Find the lines of the listing that contain the string "FailureRecordBuilder", and return them.

#####

//! Universal fallback strategy: accepts everything, degrades to echoing
//! the raw input when no structure can be isolated.

use std::sync::LazyLock;

use regex::Regex;

use crate::failure::strategy::{is_frame_line, ParseError, ParsingStrategy};
use crate::failure::{FailureRecord, FailureRecordBuilder};

/// `qualified.ExceptionName: message` split on a single line.
static TYPED_LINE: LazyLock<Regex> = LazyLock::new(|| {
    Regex::new(r"^([\w.$]+(?:Exception|Error|Failure)):\s*(.+)$").expect("typed pattern is valid")
});

/// The terminal strategy. Never declines, never fails extraction.
pub struct FallbackStrategy;

impl FallbackStrategy {
    /// Shared priority constant, lowest in the chain.
    pub const PRIORITY: u8 = 10;
    /// Message used when the input yields no usable line at all.
    pub const GENERIC_MESSAGE: &'static str = "unrecognized failure output";
}

impl ParsingStrategy for FallbackStrategy {
    fn can_handle(&self, _text: &str) -> bool {
        true
    }

    fn parse(&self, text: &str) -> Result<FailureRecord, ParseError> {
        self.gate(text)?;

        // First line that is neither blank nor shaped like a stack frame
        // is the best candidate for a message.
        let candidate =
            text.lines().map(str::trim).find(|line| !line.is_empty() && !is_frame_line(line));

        let message = match candidate {
            Some(line) => TYPED_LINE
                .captures(line)
                .map_or_else(|| line.to_string(), |caps| caps[2].to_string()),
            None => Self::GENERIC_MESSAGE.to_string(),
        };

        // The raw input is preserved verbatim as the stack trace.
        Ok(FailureRecordBuilder::new(self.name(), text).error_message(message).build())
    }

    fn priority(&self) -> u8 {
        Self::PRIORITY
    }

    fn name(&self) -> &'static str {
        "fallback"
    }
}
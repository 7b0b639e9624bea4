//! Records exchanged with storage and API collaborators.
//!
//! These mirror the loosely typed documents the backend stores. Converting
//! them into [`Slot`] and [`AvailabilityWindow`] is where string timestamps
//! get parsed; everything past this module works on validated core types.

use chrono::{DateTime, NaiveDateTime, NaiveTime, Timelike, Utc};
use serde::{Deserialize, Serialize};

use crate::error::{EngineError, Result};
use crate::interval::{GroupSchedule, Schedule, ScheduledSlot, Slot, TimeInterval};
use crate::window::AvailabilityWindow;

// ── IntervalRecord ──────────────────────────────────────────────────────────

/// The plain JSON shape of an interval: hours as floats plus a meeting flag.
#[derive(Debug, Clone, PartialEq, Serialize, Deserialize)]
pub struct IntervalRecord {
    #[serde(rename = "_id", default, skip_serializing_if = "Option::is_none")]
    pub id: Option<String>,
    pub day: u8,
    pub start: f64,
    pub length: f64,
    #[serde(default)]
    pub is_meeting: bool,
}

impl From<&IntervalRecord> for Slot {
    fn from(record: &IntervalRecord) -> Self {
        let interval = TimeInterval::new(record.day, record.start, record.length);
        if record.is_meeting {
            Slot::Meeting(interval)
        } else {
            Slot::Busy(interval)
        }
    }
}

impl From<&ScheduledSlot> for IntervalRecord {
    fn from(scheduled: &ScheduledSlot) -> Self {
        let interval = scheduled.slot.interval();
        Self {
            id: Some(scheduled.id.clone()),
            day: interval.day,
            start: interval.start,
            length: interval.length,
            is_meeting: scheduled.slot.is_meeting(),
        }
    }
}

impl GroupSchedule {
    /// The schedule as boundary records, identifiers included.
    pub fn to_records(&self) -> Vec<IntervalRecord> {
        self.slots().iter().map(IntervalRecord::from).collect()
    }
}

impl Schedule {
    /// Build a schedule from boundary records, ignoring their identifiers.
    pub fn from_records(records: &[IntervalRecord]) -> Self {
        records.iter().map(Slot::from).collect()
    }
}

// ── TimeSlotRecord ──────────────────────────────────────────────────────────

/// A stored busy slot or meeting: an ISO-8601 start and a length in minutes.
#[derive(Debug, Clone, PartialEq, Serialize, Deserialize)]
pub struct TimeSlotRecord {
    #[serde(rename = "_id", default, skip_serializing_if = "Option::is_none")]
    pub id: Option<String>,
    pub day: u8,
    /// Start timestamp; only its wall-clock time of day is used.
    pub start: String,
    /// Length in minutes.
    pub length: i64,
    #[serde(default)]
    pub is_meeting: bool,
}

impl TimeSlotRecord {
    /// Convert into a validated slot.
    ///
    /// # Errors
    ///
    /// Returns [`EngineError::InvalidRecord`] if `start` is not a timestamp,
    /// or [`EngineError::InvalidInterval`] if the resulting interval is out of
    /// bounds.
    pub fn to_slot(&self) -> Result<Slot> {
        let time = parse_timestamp(&self.start)?.time();
        let start = f64::from(time.num_seconds_from_midnight()) / 3600.0;
        let interval = TimeInterval::new(self.day, start, self.length as f64 / 60.0);
        interval.validate()?;
        Ok(if self.is_meeting {
            Slot::Meeting(interval)
        } else {
            Slot::Busy(interval)
        })
    }
}

/// Convert stored slots into a schedule, failing on the first bad record.
pub fn schedule_from_time_slots(records: &[TimeSlotRecord]) -> Result<Schedule> {
    records.iter().map(TimeSlotRecord::to_slot).collect()
}

// ── RandomCoffeeRecord ──────────────────────────────────────────────────────

/// A user's stored random-coffee preferences.
#[derive(Debug, Clone, Default, PartialEq, Serialize, Deserialize)]
pub struct RandomCoffeeRecord {
    #[serde(default)]
    pub is_enabled: bool,
    /// Local opening time, `"HH:MM"`.
    pub start_time: Option<String>,
    /// Local closing time, `"HH:MM"`.
    pub end_time: Option<String>,
    /// UTC offset in minutes, as a string (`"-120"`).
    pub timezone: Option<String>,
    /// RFC 3339 instant of the last invite.
    #[serde(default)]
    pub last_invite_time: Option<String>,
}

impl RandomCoffeeRecord {
    /// Convert into an availability window.
    ///
    /// A disabled record with missing fields becomes a disabled, empty window.
    ///
    /// # Errors
    ///
    /// Returns [`EngineError::InvalidRecord`] when an enabled record lacks a
    /// field or a field cannot be parsed.
    pub fn to_window(&self) -> Result<AvailabilityWindow> {
        let last_invite = self
            .last_invite_time
            .as_deref()
            .map(parse_instant)
            .transpose()?;

        let fields = (
            self.start_time.as_deref(),
            self.end_time.as_deref(),
            self.timezone.as_deref(),
        );
        let (start, end, timezone) = match fields {
            (Some(start), Some(end), Some(timezone)) => (start, end, timezone),
            _ if !self.is_enabled => {
                return Ok(AvailabilityWindow {
                    enabled: false,
                    start_minute: 0,
                    end_minute: 0,
                    timezone_offset_minutes: 0,
                    last_invite,
                });
            }
            _ => {
                return Err(EngineError::InvalidRecord(
                    "enabled random coffee needs start_time, end_time and timezone".to_string(),
                ));
            }
        };

        Ok(AvailabilityWindow {
            enabled: self.is_enabled,
            start_minute: parse_minute_of_day(start)?,
            end_minute: parse_minute_of_day(end)?,
            timezone_offset_minutes: timezone.trim().parse().map_err(|_| {
                EngineError::InvalidRecord(format!("timezone offset '{timezone}' is not an integer"))
            })?,
            last_invite,
        })
    }
}

impl From<&AvailabilityWindow> for RandomCoffeeRecord {
    fn from(window: &AvailabilityWindow) -> Self {
        let format_minute = |m: u16| format!("{:02}:{:02}", m / 60, m % 60);
        Self {
            is_enabled: window.enabled,
            start_time: Some(format_minute(window.start_minute)),
            end_time: Some(format_minute(window.end_minute)),
            timezone: Some(window.timezone_offset_minutes.to_string()),
            last_invite_time: window.last_invite.map(|t| t.to_rfc3339()),
        }
    }
}

// ── Helpers ─────────────────────────────────────────────────────────────────

/// Parse an RFC 3339 timestamp, or an ISO-8601 one without offset.
fn parse_timestamp(s: &str) -> Result<NaiveDateTime> {
    if let Ok(dt) = DateTime::parse_from_rfc3339(s) {
        return Ok(dt.naive_local());
    }
    NaiveDateTime::parse_from_str(s, "%Y-%m-%dT%H:%M:%S%.f")
        .map_err(|e| EngineError::InvalidRecord(format!("'{s}': {e}")))
}

/// Parse an instant; timestamps without offset are taken as UTC.
fn parse_instant(s: &str) -> Result<DateTime<Utc>> {
    if let Ok(dt) = DateTime::parse_from_rfc3339(s) {
        return Ok(dt.with_timezone(&Utc));
    }
    parse_timestamp(s).map(|naive| naive.and_utc())
}

/// Parse `"HH:MM"` or `"HH:MM:SS"` into a minute of day.
fn parse_minute_of_day(s: &str) -> Result<u16> {
    let time = NaiveTime::parse_from_str(s, "%H:%M:%S")
        .or_else(|_| NaiveTime::parse_from_str(s, "%H:%M"))
        .map_err(|e| EngineError::InvalidRecord(format!("time of day '{s}': {e}")))?;
    Ok((time.hour() * 60 + time.minute()) as u16)
}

#####

▶ [Response below]
use crate::failure::{FailureRecord, FailureRecordBuilder};
        Ok(FailureRecordBuilder::new(self.name(), text).error_message(message).build())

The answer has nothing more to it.